The small nail-beds of the long fingers with which I'm typing this blog entry make my hands appear to be more feminine than masculine. I guess I'm a bit melancholy that I can no longer pull off boyishness and am becoming more visibly womanly just in time to become invisible; from my observations, I believe that that's what women become when we age.
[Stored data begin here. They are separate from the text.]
//! CLI output formatting for the bot's commands.
//!
//! # Output Format
//!
//! ## Run
//!
//! ```text
//! 003 Springfield, Lane County, Oregon
//!     Coordinates: 44.0462, -123.022
//!     Primary: 2048x2048, 1.2 MB
//!     Zoom: 2048x2048, 1.1 MB
//!     Saved: out/primary.jpg, out/zoom.jpg
//!     Post: 1445880548472328192
//!     Reply: 1445880551316066305
//! Remaining: 41203 cities
//! ```
//!
//! A dry run prints `Dry run: not marked, not posted` in place of the post lines.
//!
//! ## Check
//!
//! ```text
//! Dataset: cities.csv (41205 cities)
//! Used: used.txt (2 ids)
//! Remaining: 41203 cities
//! ```
//!
//! ## Preview
//!
//! ```text
//! Primary: preview/primary.jpg (2048x2048, 1.2 MB)
//! Zoom: preview/zoom.jpg (2048x2048, 1.1 MB)
//! ```
//!
//! # Architecture
//!
//! Each command has a `format_*` function (returns `Vec<String>`) for
//! testability and a `print_*` wrapper that writes to stdout. Format functions
//! are pure: no I/O, no side effects.

use crate::imaging::{DerivedPair, EncodedImage};
use crate::publish::caption;
use crate::run::RunReport;
use std::path::Path;

/// Return indentation string: 4 spaces per depth level.
fn indent(depth: usize) -> String {
    "    ".repeat(depth)
}

/// Human-readable byte count with one decimal above 1 KB.
fn format_bytes(bytes: usize) -> String {
    const KB: f64 = 1024.0;
    const MB: f64 = KB * 1024.0;
    let b = bytes as f64;
    if b >= MB {
        format!("{:.1} MB", b / MB)
    } else if b >= KB {
        format!("{:.1} KB", b / KB)
    } else {
        format!("{bytes} B")
    }
}

fn image_summary(image: &EncodedImage) -> String {
    format!(
        "{}x{}, {}",
        image.width,
        image.height,
        format_bytes(image.bytes.len())
    )
}

fn plural(count: usize, one: &str, many: &str) -> String {
    if count == 1 {
        format!("{count} {one}")
    } else {
        format!("{count} {many}")
    }
}

// ============================================================================
// run
// ============================================================================

/// Format the outcome of one run.
pub fn format_run_report(report: &RunReport) -> Vec<String> {
    let i = indent(1);
    let city = &report.city;
    let mut lines = vec![
        format!("{:0>3} {}", city.id, caption(city)),
        format!("{i}Coordinates: {}, {}", city.latitude, city.longitude),
        format!("{i}Primary: {}", image_summary(&report.images.primary)),
        format!("{i}Zoom: {}", image_summary(&report.images.zoom)),
    ];

    if let Some((primary, zoom)) = &report.saved {
        lines.push(format!(
            "{i}Saved: {}, {}",
            primary.display(),
            zoom.display()
        ));
    }

    match &report.published {
        Some(published) => {
            lines.push(format!("{i}Post: {}", published.primary_post_id));
            lines.push(format!("{i}Reply: {}", published.reply_post_id));
        }
        None => lines.push(format!("{i}Dry run: not marked, not posted")),
    }

    lines.push(format!(
        "Remaining: {}",
        plural(report.remaining, "city", "cities")
    ));
    lines
}

pub fn print_run_report(report: &RunReport) {
    for line in format_run_report(report) {
        println!("{}", line);
    }
}

// ============================================================================
// check
// ============================================================================

/// Format dataset and used-id totals.
pub fn format_check(
    dataset: &Path,
    total: usize,
    used_ids: &Path,
    used: usize,
    remaining: usize,
) -> Vec<String> {
    vec![
        format!(
            "Dataset: {} ({})",
            dataset.display(),
            plural(total, "city", "cities")
        ),
        format!("Used: {} ({})", used_ids.display(), plural(used, "id", "ids")),
        format!("Remaining: {}", plural(remaining, "city", "cities")),
    ]
}

pub fn print_check(dataset: &Path, total: usize, used_ids: &Path, used: usize, remaining: usize) {
    for line in format_check(dataset, total, used_ids, used, remaining) {
        println!("{}", line);
    }
}

// ============================================================================
// preview
// ============================================================================

/// Format the files written by `preview`.
pub fn format_preview(pair: &DerivedPair, primary_path: &Path, zoom_path: &Path) -> Vec<String> {
    vec![
        format!(
            "Primary: {} ({})",
            primary_path.display(),
            image_summary(&pair.primary)
        ),
        format!(
            "Zoom: {} ({})",
            zoom_path.display(),
            image_summary(&pair.zoom)
        ),
    ]
}

pub fn print_preview(pair: &DerivedPair, primary_path: &Path, zoom_path: &Path) {
    for line in format_preview(pair, primary_path, zoom_path) {
        println!("{}", line);
    }
}
//! One bot run, start to finish.
//!
//! ```text
//! load used ─ pick ─ fetch ─ derive ─ [save] ─ mark used ─ publish
//! ```
//!
//! The id is marked used only after both images exist, and before anything
//! is posted. A publish failure therefore still consumes the city: the next
//! run picks a different one rather than risking a second, duplicate post.
//! Every step before marking is side-effect free, so an exhausted dataset,
//! a failed download, an undecodable tile or an unwritable save directory
//! leave the used-id file as it was.

use crate::dataset::{CityId, CityRecord};
use crate::imaging::{DerivedPair, ImageError, PipelineParams, derive_pair};
use crate::map::{FetchError, MapSource};
use crate::publish::{PublishError, Published, SocialApi, post_text, publish};
use crate::selection::{SelectionError, StoreError, UsedIdStore, pick, remaining};
use rand::Rng;
use std::path::PathBuf;
use thiserror::Error;
use tracing::{info, warn};

#[derive(Error, Debug)]
pub enum RunError {
    #[error("{0}")]
    DatasetExhausted(#[from] SelectionError),
    #[error("Fetching the satellite image for city {city} failed: {source}")]
    Fetch { city: CityId, source: FetchError },
    #[error("Image processing failed: {0}")]
    Image(#[from] ImageError),
    #[error("Saving images to {dir} failed: {source}")]
    Save { dir: PathBuf, source: ImageError },
    #[error("Used-id store error: {0}")]
    Store(#[from] StoreError),
    #[error(transparent)]
    Publish(#[from] PublishError),
}

/// Run-level settings that do not come from the collaborators.
#[derive(Debug, Clone, Default)]
pub struct RunOptions {
    pub params: PipelineParams,
    pub caption_prefix: String,
    /// Also write `primary.jpg` and `zoom.jpg` here.
    pub save_dir: Option<PathBuf>,
}

/// What a finished run did.
#[derive(Debug, Clone)]
pub struct RunReport {
    pub city: CityRecord,
    pub text: String,
    pub images: DerivedPair,
    /// Candidates still unused after this run.
    pub remaining: usize,
    pub saved: Option<(PathBuf, PathBuf)>,
    /// `None` when no social client was given (dry run).
    pub published: Option<Published>,
}

/// Pick, fetch, derive, mark and (when `social` is given) publish one city.
pub fn run_once<R: Rng>(
    candidates: &[CityRecord],
    store: &dyn UsedIdStore,
    map: &dyn MapSource,
    social: Option<&dyn SocialApi>,
    options: &RunOptions,
    rng: &mut R,
) -> Result<RunReport, RunError> {
    let mut used = store.load()?;
    let city = pick(candidates, &used, rng)?.clone();
    info!(
        id = city.id,
        name = %city.name,
        state = %city.state,
        remaining = remaining(candidates, &used),
        "Selected city"
    );

    let raw = map.fetch(&city).map_err(|source| RunError::Fetch {
        city: city.id,
        source,
    })?;
    info!(bytes = raw.len(), "Fetched satellite image");

    let images = derive_pair(&raw, &options.params)?;
    info!(
        primary = images.primary.bytes.len(),
        zoom = images.zoom.bytes.len(),
        size = options.params.target_size,
        "Derived primary and zoom images"
    );

    let saved = match &options.save_dir {
        Some(dir) => {
            let paths = images.save_to(dir).map_err(|source| RunError::Save {
                dir: dir.clone(),
                source,
            })?;
            info!(dir = %dir.display(), "Saved images");
            Some(paths)
        }
        None => None,
    };

    store.append(city.id)?;
    info!(id = city.id, "Marked city as used");

    let text = post_text(&options.caption_prefix, &city);
    let published = match social {
        Some(api) => {
            let published = publish(api, &images.primary, &images.zoom, &text).inspect_err(|e| {
                warn!(
                    id = city.id,
                    step = %e.step,
                    orphan = ?e.primary_post_id,
                    "Publishing failed after the city was marked used"
                )
            })?;
            Some(published)
        }
        None => {
            info!("No social client, skipping publish");
            None
        }
    };

    used.insert(city.id);
    Ok(RunReport {
        remaining: remaining(candidates, &used),
        city,
        text,
        images,
        saved,
        published,
    })
}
Though I was a pretty teenager, I was paid little attention by anyone then. When I came out as lesbian at 21, suddenly, I was noticed by lots of women and felt attractive like never before. I became handsome, and then I allowed bits of prettiness to sneak out now and then, and now, looking at the two most recent pictures here, I want to be at peace with being handsome and pretty in parallel...even if decreasingly visibly.
6 comments:
Sarah, you are one of the most remarkable and beautiful women I've evern known. I can't imagine there was ever a time when you weren't beautiful and fascinating. As for getting older......I think you'll be remarkable. Anyone can be pretty, cute or boyish looking when their young and I'm sure you had all of that and then some. But now, the beautiful person you are, plus all your life experiences shine through your natural beauty and you dazzle a room. XOXOXO
God, Cynthia, you're so generous! Thanks for your lovely friendship.
The rest of my response is simply that it takes one to know one!
Cool!
I'm impressed by your courage.
Got here from your IBM blog that I like to read and going to continue to follow. We all have issues and one of mine is procrastination, but I'll worry abot that later...
All the best.
Thanks for your kind feedback. I can relate to the procrastination point, actually, but usually the other side of the same coin...if this makes sense: I tend to finish things early, and they might have been a better product if they had brewed a bit longer, but then I have the disclaimer that if only I had held onto that paper, e.g., and not turned it in early, I could have written a better paper.
...just like I have friends, who tell me that they wait till the last minute to get things done, and if they'd had more time, the things would have been better.
I want to blog -- when I get the time -- about how I channel anxiety into over-action orientation, and also, about the nature of procrastination....Is it procrastination if there's blogging involved, or is blogging a sort of innovation? When does a product qualify as innovation? When does something qualify as a product? When is something innovatively collaborative vs. just an e-mail exchange filled with smart thoughts?
I am just getting aware of the extent of anxiety driven behavour where procrastination is just one of many strategies. Interesting and surprising things you find out when you start to think about what you are thinking about...and why.
(Btw. The word issue in my last post was not the best choice but I see you got my point anyway. Tricky when you are Swedish... ;-)
Your English is 100% better than my Swedish!
That's what blogging lets me do: think about what I am thinking about. That's a perfect way to put it. And rather than thinking of myself as more self-conscious by doing all of this thinking, instead, I just feel more alive in nearly all my interactions.
I was thinking about this yesterday: I was at a conference and thought, Probably almost none of these people have ever seen any of my blog entries, and yet just knowing that I express my thoughts publicly, routinely, gave me a vitality/confidence with them that I don't think I'd have had otherwise.